Der Meinungsforscher Klaus-Peter Schöppner schreibt: „SPD wählen heißt Beliebigkeit, schlimmer: völlige Ungewissheit wählen“ …

Heil:

Fehlendes Profil kann Herr Schöppner eher bei der Union feststellen. Da gibt es zwischen den Verstaatlichungsfantasien des Herrn Rüttgers und den wirtschaftsradikalen Vorstellungen, die Herr Merz bei vielen in der Union hinterlassen hat, sehr viel Unklarheit. Bei Frau Merkel ist es ja so: Jeder glaubt sie zu kennen, aber keiner weiß wirklich, wofür sie steht. Die SPD ist klar aufgestellt.

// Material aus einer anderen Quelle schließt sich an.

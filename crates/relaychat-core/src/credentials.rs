//! Provider credential storage and resolution.
//!
//! A user stores at most one configuration per provider (upsert on
//! `(user_id, provider)`). The plaintext API key is never persisted: the row
//! carries an irreversible SHA-256 fingerprint for audit/dedup, a masked
//! preview for display, and an AES-GCM ciphertext for actual use. Keys are
//! decrypted into a transient in-memory projection per request and never
//! logged.
//!
//! Activation probes the key against the live provider before anything is
//! written, so a stored-and-active configuration is known to have worked at
//! least once.

use std::sync::Arc;

use async_trait::async_trait;
use chrono::{DateTime, Utc};
use serde::{Deserialize, Serialize};
use serde_json::{json, Value};
use tracing::{info, warn};
use uuid::Uuid;

use crate::error::{CoreError, CoreResult};
use crate::provider::ProviderKey;
use crate::store::{filters, RecordStore};
use crate::vault::{self, Vault};

pub const TABLE: &str = "provider_configurations";

/// One stored provider credential row, as persisted.
#[derive(Debug, Clone, Serialize, Deserialize)]
pub struct ProviderConfiguration {
    pub id: String,
    pub user_id: String,
    pub provider: ProviderKey,
    pub display_name: Option<String>,
    pub base_url: Option<String>,
    pub metadata: Option<Value>,
    pub api_key_hash: Option<String>,
    pub api_key_preview: Option<String>,
    pub api_key_encrypted: Option<String>,
    pub is_active: bool,
    pub created_at: DateTime<Utc>,
    pub updated_at: DateTime<Utc>,
}

/// In-memory projection of a row with the key decrypted. Never persisted.
#[derive(Debug, Clone)]
pub struct ResolvedProviderConfig {
    pub id: String,
    pub user_id: String,
    pub provider: ProviderKey,
    pub display_name: Option<String>,
    pub base_url: Option<String>,
    pub metadata: Option<Value>,
    pub api_key: Option<String>,
    pub is_active: bool,
}

/// Optional fields accepted when activating a provider.
#[derive(Debug, Clone, Default)]
pub struct ActivateOptions {
    pub display_name: Option<String>,
    pub base_url: Option<String>,
    pub metadata: Option<Value>,
}

/// What to do with the stored key on update.
#[derive(Debug, Clone, Default)]
pub enum KeyChange {
    #[default]
    Keep,
    Clear,
    Rotate(String),
}

/// Mutable fields accepted on update.
#[derive(Debug, Clone, Default)]
pub struct UpdateProviderConfig {
    pub display_name: Option<String>,
    pub base_url: Option<String>,
    pub metadata: Option<Value>,
    pub key: KeyChange,
}

#[derive(Debug, Clone, Copy, PartialEq, Eq, Serialize)]
#[serde(rename_all = "snake_case")]
pub enum ProviderState {
    NotConfigured,
    MissingKey,
    Inactive,
    Ready,
}
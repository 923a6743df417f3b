//! Service configuration for relaychat.
//!
//! Loads typed configuration from a JSON file. The vault key can also come
//! from the `RELAYCHAT_VAULT_KEY` environment variable, which takes priority
//! over the file so deployments never have to write the key to disk.

use std::collections::HashMap;
use std::path::Path;
use std::time::Duration;

use serde::Deserialize;

use crate::error::{CoreError, CoreResult};
use crate::provider::ProviderKey;
use crate::vault::Vault;

/// Environment variable overriding the configured vault key.
pub const VAULT_KEY_ENV: &str = "RELAYCHAT_VAULT_KEY";

/// Per-provider connection settings used as the mid-priority fallback when a
/// user's stored configuration does not override them.
#[derive(Debug, Clone, Default, Deserialize)]
#[serde(default, rename_all = "camelCase")]
pub struct ProviderSettings {
    pub base_url: Option<String>,
    pub api_key: Option<String>,
}

/// Root configuration.
#[derive(Debug, Clone, Deserialize)]
#[serde(default, rename_all = "camelCase")]
pub struct ServiceConfig {
    /// Base64-encoded 256-bit vault key. Prefer `RELAYCHAT_VAULT_KEY`.
    pub vault_key: Option<String>,
    /// Outbound request timeout in seconds.
    pub request_timeout_secs: u64,
    pub providers: HashMap<ProviderKey, ProviderSettings>,
}

impl Default for ServiceConfig {
    fn default() -> Self {
        Self {
            vault_key: None,
            request_timeout_secs: 30,
            providers: HashMap::new(),
        }
    }
}

impl ServiceConfig {
    /// Load configuration from `path`, falling back to defaults if the file
    /// does not exist. Env overrides are applied either way.
    pub fn load(path: impl AsRef<Path>) -> CoreResult<Self> {
        let path = path.as_ref();
        let mut config = if path.exists() {
            tracing::debug!("Loading config from: {}", path.display());
            let content = std::fs::read_to_string(path)
                .map_err(|e| CoreError::Validation(format!("read config: {e}")))?;
            serde_json::from_str(&content)
                .map_err(|e| CoreError::Validation(format!("parse config: {e}")))?
        } else {
            Self::default()
        };

        if let Ok(key) = std::env::var(VAULT_KEY_ENV) {
            tracing::info!("Using vault key from environment variable");
            config.vault_key = Some(key);
        }

        Ok(config)
    }

    /// Build the credential cipher from the configured key.
    pub fn vault(&self) -> CoreResult<Vault> {
        let key = self.vault_key.as_deref().ok_or_else(|| {
            CoreError::ConfigurationMissing(format!(
                "no vault key configured — set {VAULT_KEY_ENV} or vaultKey in the config file"
            ))
        })?;
        Vault::from_base64(key)
    }

    pub fn request_timeout(&self) -> Duration {
        Duration::from_secs(self.request_timeout_secs)
    }

    /// Settings for one provider, if any were configured.
    pub fn provider_settings(&self, key: ProviderKey) -> Option<&ProviderSettings> {
        self.providers.get(&key)
    }
}

#[cfg(test)]
mod tests {
    use super::*;

    #[test]
    fn test_default_config() {
        let config = ServiceConfig::default();
        assert_eq!(config.request_timeout_secs, 30);
        assert!(config.providers.is_empty());
        assert!(config.vault_key.is_none());
    }

    #[test]
    fn test_deserialize_minimal_json() {
        let json = r#"{"providers": {"groq": {"apiKey": "gsk-test"}}}"#;
        let config: ServiceConfig = serde_json::from_str(json).unwrap();
        let settings = config.provider_settings(ProviderKey::Groq).unwrap();
        assert_eq!(settings.api_key.as_deref(), Some("gsk-test"));
        assert!(settings.base_url.is_none());
    }

    #[test]
    fn test_vault_requires_key() {
        let config = ServiceConfig::default();
        assert!(matches!(
            config.vault(),
            Err(CoreError::ConfigurationMissing(_))
        ));
    }

    #[test]
    fn test_vault_from_configured_key() {
        let (_, encoded) = crate::vault::Vault::generate();
        let config = ServiceConfig {
            vault_key: Some(encoded),
            ..Default::default()
        };
        assert!(config.vault().is_ok());
    }
}
//! Error taxonomy for normalization and training.

/// Errors produced while decoding category strings.
#[derive(Debug, Clone, PartialEq, Eq, thiserror::Error)]
pub enum ParseError {
    #[error("category string is empty")]
    EmptyCategories,

    #[error("malformed category token: {token:?}")]
    MalformedToken { token: String },

    #[error("duplicate label name in category string: {name}")]
    DuplicateLabel { name: String },

    #[error("expected {expected} category tokens, found {found}")]
    SchemaMismatch { expected: usize, found: usize },

    #[error("label {label} has value {value}, expected 0 or 1")]
    LabelOutOfRange { label: String, value: u8 },
}

/// Errors surfaced by the core pipeline.
#[derive(Debug, thiserror::Error)]
pub enum TriageError {
    #[error("parse error: {0}")]
    Parse(#[from] ParseError),

    #[error("parse error in row {id}: {source}")]
    RowParse {
        id: i64,
        #[source]
        source: ParseError,
    },

    #[error("data error: {0}")]
    Data(String),

    #[error("fit error: {0}")]
    Fit(String),

    #[error("config error: {0}")]
    Config(String),

    #[error("io error: {0}")]
    Io(#[from] std::io::Error),
}

impl TriageError {
    /// Whether this error came from decoding category data.
    pub fn is_parse(&self) -> bool {
        matches!(self, TriageError::Parse(_) | TriageError::RowParse { .. })
    }
}

impl From<toml::de::Error> for TriageError {
    fn from(err: toml::de::Error) -> Self {
        TriageError::Config(err.to_string())
    }
}

/// Result type for core operations.
pub type Result<T> = std::result::Result<T, TriageError>;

Und auch mit unserem gestrigen Lob für den Wahlkämpfer Al-Wazir stehen wir nicht allein – denn heute reißen sich die Bundesgrünen um ihn. Der Spiegel berichtet:

Für Al-Wazir spricht: Er kann eigentlich alles. Öffentlich sprechen, scharf analysieren, führen und zusammenführen. Ein Realo, der auch mit den Parteilinken kann. Ein geborener Fraktionschef eben.

Was lernen wir daraus? Ich werde ab der nächsten Wahl im Jahre 2009 jeweils am Vorabend eine gefühlte Graswurzel-Prognose zum Wahlausgang geben. Den allgemeinen Trend glaubte ich gestern bereits zu erwittern:

a) Die beiden großen Parteien werden durch eigenes Zutun – nicht wegen der Großen Koalition – verlieren. b) Die drei kleinen Parteien werden gewinnen, und zwar um so stärker, je mehr sie sich nicht nur auf die Schwächen der großen verlassen, sondern auch ihr eigenes Profil durch die geeignete Kandidatenauswahl in Richtung auf eine Bürgerpartei des neuen Typs verbreitern. Musterfall hierfür: Tarek Al-Wazir.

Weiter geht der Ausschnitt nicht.